* Exercise directions
Each line of the records that includes "const" should be found and copied.
Segment Start: Material shown
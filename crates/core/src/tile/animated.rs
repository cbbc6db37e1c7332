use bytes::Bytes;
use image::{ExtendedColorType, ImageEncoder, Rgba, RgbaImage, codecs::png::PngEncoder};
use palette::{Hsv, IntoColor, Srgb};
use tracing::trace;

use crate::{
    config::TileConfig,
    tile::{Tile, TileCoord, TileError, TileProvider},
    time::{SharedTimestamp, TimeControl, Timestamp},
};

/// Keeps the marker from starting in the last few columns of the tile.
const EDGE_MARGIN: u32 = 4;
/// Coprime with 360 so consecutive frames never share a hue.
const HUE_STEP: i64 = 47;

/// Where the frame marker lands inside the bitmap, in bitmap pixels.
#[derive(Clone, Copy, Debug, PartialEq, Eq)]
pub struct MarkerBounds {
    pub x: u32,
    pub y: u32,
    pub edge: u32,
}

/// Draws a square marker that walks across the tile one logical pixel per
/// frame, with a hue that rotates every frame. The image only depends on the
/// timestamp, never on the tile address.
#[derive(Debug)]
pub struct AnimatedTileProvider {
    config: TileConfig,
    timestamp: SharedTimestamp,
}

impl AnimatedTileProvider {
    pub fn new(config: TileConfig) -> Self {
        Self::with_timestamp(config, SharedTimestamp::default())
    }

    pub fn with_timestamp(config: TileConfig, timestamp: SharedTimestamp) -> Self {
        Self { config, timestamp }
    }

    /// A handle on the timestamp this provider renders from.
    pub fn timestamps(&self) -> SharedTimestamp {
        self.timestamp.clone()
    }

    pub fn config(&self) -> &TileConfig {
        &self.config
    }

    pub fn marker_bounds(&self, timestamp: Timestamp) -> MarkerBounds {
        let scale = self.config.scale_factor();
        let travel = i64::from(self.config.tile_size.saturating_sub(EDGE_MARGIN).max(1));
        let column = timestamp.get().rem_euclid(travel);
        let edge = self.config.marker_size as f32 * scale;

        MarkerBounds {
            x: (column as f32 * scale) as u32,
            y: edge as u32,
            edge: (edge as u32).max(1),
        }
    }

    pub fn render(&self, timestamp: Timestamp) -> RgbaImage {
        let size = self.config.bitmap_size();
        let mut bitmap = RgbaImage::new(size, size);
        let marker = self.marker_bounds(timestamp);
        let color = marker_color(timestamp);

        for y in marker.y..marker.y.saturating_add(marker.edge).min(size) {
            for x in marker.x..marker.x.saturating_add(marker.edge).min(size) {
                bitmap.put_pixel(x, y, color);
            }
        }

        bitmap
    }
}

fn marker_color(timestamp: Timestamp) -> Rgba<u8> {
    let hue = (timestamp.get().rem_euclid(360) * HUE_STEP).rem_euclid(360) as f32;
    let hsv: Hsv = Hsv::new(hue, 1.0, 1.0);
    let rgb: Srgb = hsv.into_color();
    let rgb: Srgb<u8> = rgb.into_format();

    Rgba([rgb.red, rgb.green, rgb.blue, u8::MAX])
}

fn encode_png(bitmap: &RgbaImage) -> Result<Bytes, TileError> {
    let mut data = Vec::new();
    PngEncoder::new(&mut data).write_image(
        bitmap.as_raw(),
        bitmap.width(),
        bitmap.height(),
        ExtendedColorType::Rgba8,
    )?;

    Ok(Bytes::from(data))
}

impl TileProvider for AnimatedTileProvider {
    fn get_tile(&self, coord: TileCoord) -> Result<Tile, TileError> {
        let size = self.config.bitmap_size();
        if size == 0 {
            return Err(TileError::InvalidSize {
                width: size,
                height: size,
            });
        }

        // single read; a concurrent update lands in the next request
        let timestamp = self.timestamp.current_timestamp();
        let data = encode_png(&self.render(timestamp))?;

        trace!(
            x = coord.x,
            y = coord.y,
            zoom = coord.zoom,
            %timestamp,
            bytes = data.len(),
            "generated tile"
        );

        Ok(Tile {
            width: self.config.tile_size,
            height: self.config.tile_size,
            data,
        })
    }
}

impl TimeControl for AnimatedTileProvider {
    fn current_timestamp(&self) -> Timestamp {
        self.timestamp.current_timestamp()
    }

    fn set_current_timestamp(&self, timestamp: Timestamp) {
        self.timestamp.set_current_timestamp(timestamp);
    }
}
Segment End: Material shown
* Task output
const EDGE_MARGIN: u32 = 4;
const HUE_STEP: i64 = 47;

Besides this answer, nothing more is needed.